WHAT YOU SHOULD DO>
Please reproduce all of the entries exactly, without omitting any.

Collected data entries
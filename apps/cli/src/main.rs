mod chat;
mod ui;
mod video;

use anyhow::{Result, bail};
use clap::{Parser, Subcommand};
use console::style;
use tracing_subscriber::EnvFilter;

use konspekt_core::{
    Assistant, Settings, StoreHandle, format_chat, format_chat_history, format_storage_info,
    format_summary_history, format_summary_readable, paths::get_settings_path,
    settings::{API_KEY_ENV_VAR, mask_api_key},
    types::now_millis,
};

use crate::{
    ui::{create_spinner, ok, print_error, print_header, print_rule, warn},
    video::{Target, load_transcript, load_video},
};

#[derive(Parser)]
#[command(name = "konspekt", version)]
#[command(about = "Summarize YouTube videos and chat about them with Gemini")]
struct Cli {
    /// Show debug logs (RUST_LOG takes precedence)
    #[arg(short, long, global = true)]
    verbose: bool,

    #[command(subcommand)]
    command: Commands,
}

#[derive(Subcommand)]
enum Commands {
    /// Summarize a video
    Summary {
        #[command(flatten)]
        target: Target,

        /// Ignore the cached summary and generate a new one
        #[arg(short, long)]
        force: bool,
    },

    /// Ask questions about a video
    Chat {
        #[command(flatten)]
        target: Target,
    },

    /// Print the transcript found on a video page
    Transcript {
        #[command(flatten)]
        target: Target,

        /// Ask the page to open its transcript panel before reading
        #[arg(long)]
        open: bool,
    },

    /// Browse saved summaries and chats
    History {
        #[command(subcommand)]
        command: HistoryCommand,
    },

    /// Delete all saved summaries and chats
    Clear,

    /// Show what is stored and how much space it takes
    Info,

    /// Manage the Gemini API key
    Settings {
        #[command(subcommand)]
        command: SettingsCommand,
    },
}

#[derive(Subcommand)]
enum HistoryCommand {
    /// List saved summaries, or print one
    Summaries {
        #[arg(long, value_name = "ID")]
        video: Option<String>,
    },
    /// List saved chats, or print one
    Chats {
        #[arg(long, value_name = "ID")]
        video: Option<String>,
    },
    /// Remove the summary and chat of a video
    Remove { video: String },
}

#[derive(Subcommand)]
enum SettingsCommand {
    /// Save the API key
    SetKey { key: String },
    /// Check that the configured key works
    Test,
    /// Show where settings live and which key is in use
    Show,
}

fn init_tracing(verbose: bool) {
    let default_level = if verbose { "debug" } else { "warn" };
    let filter =
        EnvFilter::try_from_default_env().unwrap_or_else(|_| EnvFilter::new(default_level));
    tracing_subscriber::fmt()
        .with_env_filter(filter)
        .with_writer(std::io::stderr)
        .init();
}

async fn assistant(store: StoreHandle) -> Result<Assistant> {
    let settings = Settings::load().await?;
    Ok(Assistant::from_settings(&settings, store)?)
}

async fn summary(target: Target, force: bool) -> Result<()> {
    print_header("Video Summary");
    let store = StoreHandle::open_default();
    let assistant = assistant(store.clone()).await?;

    let (video, data) = load_video(&target).await?;
    if force {
        store.remove_summary(&video.video_id).await?;
    }

    let spinner = create_spinner("Generating summary with Gemini...");
    let summary = match assistant
        .try_video_summary(&video.video_id, &video.video_title, data.transcript.as_ref())
        .await
    {
        Ok(summary) => summary,
        Err(e) => {
            spinner.finish_and_clear();
            bail!(e);
        }
    };
    spinner.finish_with_message(ok("Summary ready"));

    println!();
    print_rule();
    println!(
        "{}",
        format_summary_readable(&video.video_id, &video.video_title, &summary)
    );
    Ok(())
}

async fn chat(target: Target) -> Result<()> {
    print_header("Video Chat");
    let assistant = assistant(StoreHandle::open_default()).await?;
    let (video, data) = load_video(&target).await?;
    println!("{}\n", style(&video.video_title).bold());
    chat::run_chat(&assistant, &video, data.transcript.as_ref()).await
}

async fn transcript(target: Target, open: bool) -> Result<()> {
    print_header("Transcript");
    let transcript = load_transcript(&target, open).await?;
    if transcript.is_caption_track() {
        println!("{}", warn("Only a caption track reference was found:"));
    }
    println!("{}", transcript.as_str());
    Ok(())
}

async fn history(command: HistoryCommand) -> Result<()> {
    let store = StoreHandle::open_default();
    let now = now_millis();

    match command {
        HistoryCommand::Summaries { video: None } => {
            print!("{}", format_summary_history(&store.list_summaries().await?, now));
        }
        HistoryCommand::Summaries { video: Some(id) } => {
            let entry = store
                .list_summaries()
                .await?
                .into_iter()
                .find(|s| s.video_id == id);
            match entry {
                Some(s) => println!("{}", format_summary_readable(&s.video_id, &s.video_title, &s.summary)),
                None => bail!("No saved summary for {}", id),
            }
        }
        HistoryCommand::Chats { video: None } => {
            print!("{}", format_chat_history(&store.list_chats().await?, now));
        }
        HistoryCommand::Chats { video: Some(id) } => {
            let entry = store.list_chats().await?.into_iter().find(|c| c.video_id == id);
            match entry {
                Some(c) => {
                    println!("{}\n", style(&c.video_title).bold());
                    print!("{}", format_chat(&c.messages));
                }
                None => bail!("No saved chat for {}", id),
            }
        }
        HistoryCommand::Remove { video } => {
            store.remove_summary(&video).await?;
            store.remove_chat(&video).await?;
            println!("{}", ok(format!("Removed saved data for {}", video)));
        }
    }
    Ok(())
}

async fn settings(command: SettingsCommand) -> Result<()> {
    match command {
        SettingsCommand::SetKey { key } => {
            let mut settings = Settings::load().await?;
            settings.set_api_key(&key)?;
            settings.save().await?;
            println!("{}", ok("Settings saved successfully!"));
        }
        SettingsCommand::Test => {
            let assistant = assistant(StoreHandle::open_default()).await?;
            let spinner = create_spinner("Testing API key...");
            match assistant.test_api_key().await {
                Ok(_) => spinner.finish_with_message(ok("API key is working correctly!")),
                Err(e) => {
                    spinner.finish_and_clear();
                    bail!(e);
                }
            }
        }
        SettingsCommand::Show => {
            let settings = Settings::load().await?;
            println!("{} {}", style("Settings:").dim(), get_settings_path().display());
            let source = if std::env::var(API_KEY_ENV_VAR).is_ok_and(|k| !k.trim().is_empty()) {
                API_KEY_ENV_VAR
            } else {
                "settings file"
            };
            match settings.api_key() {
                Some(key) => println!(
                    "{} {} {}",
                    style("API key:").dim(),
                    mask_api_key(&key),
                    style(format!("({})", source)).dim()
                ),
                None => println!("{} {}", style("API key:").dim(), style("not set").yellow()),
            }
            if let Some(model) = &settings.model {
                println!("{} {}", style("Model:").dim(), model);
            }
        }
    }
    Ok(())
}

async fn run(cli: Cli) -> Result<()> {
    match cli.command {
        Commands::Summary { target, force } => summary(target, force).await,
        Commands::Chat { target } => chat(target).await,
        Commands::Transcript { target, open } => transcript(target, open).await,
        Commands::History { command } => history(command).await,
        Commands::Clear => {
            StoreHandle::open_default().clear_all().await?;
            println!("{}", ok("Cleared all saved summaries and chats"));
            Ok(())
        }
        Commands::Info => {
            let info = StoreHandle::open_default().info().await?;
            print!("{}", format_storage_info(&info));
            Ok(())
        }
        Commands::Settings { command } => settings(command).await,
    }
}

#[tokio::main]
async fn main() {
    let cli = Cli::parse();
    init_tracing(cli.verbose);

    if let Err(e) = run(cli).await {
        print_error(e);
        std::process::exit(1);
    }
}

OUTPUT BELOW>
filename apps/cli/src/main.rs
mod chat;
mod ui;
mod video;

use anyhow::{Result, bail};
use clap::{Parser, Subcommand};
use console::style;
use tracing_subscriber::EnvFilter;

use konspekt_core::{
    Assistant, Settings, StoreHandle, format_chat, format_chat_history, format_storage_info,
    format_summary_history, format_summary_readable, paths::get_settings_path,
    settings::{API_KEY_ENV_VAR, mask_api_key},
    types::now_millis,
};

use crate::{
    ui::{create_spinner, ok, print_error, print_header, print_rule, warn},
    video::{Target, load_transcript, load_video},
};

#[derive(Parser)]
#[command(name = "konspekt", version)]
#[command(about = "Summarize YouTube videos and chat about them with Gemini")]
struct Cli {
    /// Show debug logs (RUST_LOG takes precedence)
    #[arg(short, long, global = true)]
    verbose: bool,

    #[command(subcommand)]
    command: Commands,
}

#[derive(Subcommand)]
enum Commands {
    /// Summarize a video
    Summary {
        #[command(flatten)]
        target: Target,

        /// Ignore the cached summary and generate a new one
        #[arg(short, long)]
        force: bool,
    },

    /// Ask questions about a video
    Chat {
        #[command(flatten)]
        target: Target,
    },

    /// Print the transcript found on a video page
    Transcript {
        #[command(flatten)]
        target: Target,

        /// Ask the page to open its transcript panel before reading
        #[arg(long)]
        open: bool,
    },

    /// Browse saved summaries and chats
    History {
        #[command(subcommand)]
        command: HistoryCommand,
    },

    /// Delete all saved summaries and chats
    Clear,

    /// Show what is stored and how much space it takes
    Info,

    /// Manage the Gemini API key
    Settings {
        #[command(subcommand)]
        command: SettingsCommand,
    },
}

#[derive(Subcommand)]
enum HistoryCommand {
    /// List saved summaries, or print one
    Summaries {
        #[arg(long, value_name = "ID")]
        video: Option<String>,
    },
    /// List saved chats, or print one
    Chats {
        #[arg(long, value_name = "ID")]
        video: Option<String>,
    },
    /// Remove the summary and chat of a video
    Remove { video: String },
}

#[derive(Subcommand)]
enum SettingsCommand {
    /// Save the API key
    SetKey { key: String },
    /// Check that the configured key works
    Test,
    /// Show where settings live and which key is in use
    Show,
}

fn init_tracing(verbose: bool) {
    let default_level = if verbose { "debug" } else { "warn" };
    let filter =
        EnvFilter::try_from_default_env().unwrap_or_else(|_| EnvFilter::new(default_level));
    tracing_subscriber::fmt()
        .with_env_filter(filter)
        .with_writer(std::io::stderr)
        .init();
}

async fn assistant(store: StoreHandle) -> Result<Assistant> {
    let settings = Settings::load().await?;
    Ok(Assistant::from_settings(&settings, store)?)
}

async fn summary(target: Target, force: bool) -> Result<()> {
    print_header("Video Summary");
    let store = StoreHandle::open_default();
    let assistant = assistant(store.clone()).await?;

    let (video, data) = load_video(&target).await?;
    if force {
        store.remove_summary(&video.video_id).await?;
    }

    let spinner = create_spinner("Generating summary with Gemini...");
    let summary = match assistant
        .try_video_summary(&video.video_id, &video.video_title, data.transcript.as_ref())
        .await
    {
        Ok(summary) => summary,
        Err(e) => {
            spinner.finish_and_clear();
            bail!(e);
        }
    };
    spinner.finish_with_message(ok("Summary ready"));

    println!();
    print_rule();
    println!(
        "{}",
        format_summary_readable(&video.video_id, &video.video_title, &summary)
    );
    Ok(())
}

async fn chat(target: Target) -> Result<()> {
    print_header("Video Chat");
    let assistant = assistant(StoreHandle::open_default()).await?;
    let (video, data) = load_video(&target).await?;
    println!("{}\n", style(&video.video_title).bold());
    chat::run_chat(&assistant, &video, data.transcript.as_ref()).await
}

async fn transcript(target: Target, open: bool) -> Result<()> {
    print_header("Transcript");
    let transcript = load_transcript(&target, open).await?;
    if transcript.is_caption_track() {
        println!("{}", warn("Only a caption track reference was found:"));
    }
    println!("{}", transcript.as_str());
    Ok(())
}

async fn history(command: HistoryCommand) -> Result<()> {
    let store = StoreHandle::open_default();
    let now = now_millis();

    match command {
        HistoryCommand::Summaries { video: None } => {
            print!("{}", format_summary_history(&store.list_summaries().await?, now));
        }
        HistoryCommand::Summaries { video: Some(id) } => {
            let entry = store
                .list_summaries()
                .await?
                .into_iter()
                .find(|s| s.video_id == id);
            match entry {
                Some(s) => println!("{}", format_summary_readable(&s.video_id, &s.video_title, &s.summary)),
                None => bail!("No saved summary for {}", id),
            }
        }
        HistoryCommand::Chats { video: None } => {
            print!("{}", format_chat_history(&store.list_chats().await?, now));
        }
        HistoryCommand::Chats { video: Some(id) } => {
            let entry = store.list_chats().await?.into_iter().find(|c| c.video_id == id);
            match entry {
                Some(c) => {
                    println!("{}\n", style(&c.video_title).bold());
                    print!("{}", format_chat(&c.messages));
                }
                None => bail!("No saved chat for {}", id),
            }
        }
        HistoryCommand::Remove { video } => {
            store.remove_summary(&video).await?;
            store.remove_chat(&video).await?;
            println!("{}", ok(format!("Removed saved data for {}", video)));
        }
    }
    Ok(())
}

async fn settings(command: SettingsCommand) -> Result<()> {
    match command {
        SettingsCommand::SetKey { key } => {
            let mut settings = Settings::load().await?;
            settings.set_api_key(&key)?;
            settings.save().await?;
            println!("{}", ok("Settings saved successfully!"));
        }
        SettingsCommand::Test => {
            let assistant = assistant(StoreHandle::open_default()).await?;
            let spinner = create_spinner("Testing API key...");
            match assistant.test_api_key().await {
                Ok(_) => spinner.finish_with_message(ok("API key is working correctly!")),
                Err(e) => {
                    spinner.finish_and_clear();
                    bail!(e);
                }
            }
        }
        SettingsCommand::Show => {
            let settings = Settings::load().await?;
            println!("{} {}", style("Settings:").dim(), get_settings_path().display());
            let source = if std::env::var(API_KEY_ENV_VAR).is_ok_and(|k| !k.trim().is_empty()) {
                API_KEY_ENV_VAR
            } else {
                "settings file"
            };
            match settings.api_key() {
                Some(key) => println!(
                    "{} {} {}",
                    style("API key:").dim(),
                    mask_api_key(&key),
                    style(format!("({})", source)).dim()
                ),
                None => println!("{} {}", style("API key:").dim(), style("not set").yellow()),
            }
            if let Some(model) = &settings.model {
                println!("{} {}", style("Model:").dim(), model);
            }
        }
    }
    Ok(())
}

async fn run(cli: Cli) -> Result<()> {
    match cli.command {
        Commands::Summary { target, force } => summary(target, force).await,
        Commands::Chat { target } => chat(target).await,
        Commands::Transcript { target, open } => transcript(target, open).await,
        Commands::History { command } => history(command).await,
        Commands::Clear => {
            StoreHandle::open_default().clear_all().await?;
            println!("{}", ok("Cleared all saved summaries and chats"));
            Ok(())
        }
        Commands::Info => {
            let info = StoreHandle::open_default().info().await?;
            print!("{}", format_storage_info(&info));
            Ok(())
        }
        Commands::Settings { command } => settings(command).await,
    }
}

#[tokio::main]
async fn main() {
    let cli = Cli::parse();
    init_tracing(cli.verbose);

    if let Err(e) = run(cli).await {
        print_error(e);
        std::process::exit(1);
    }
}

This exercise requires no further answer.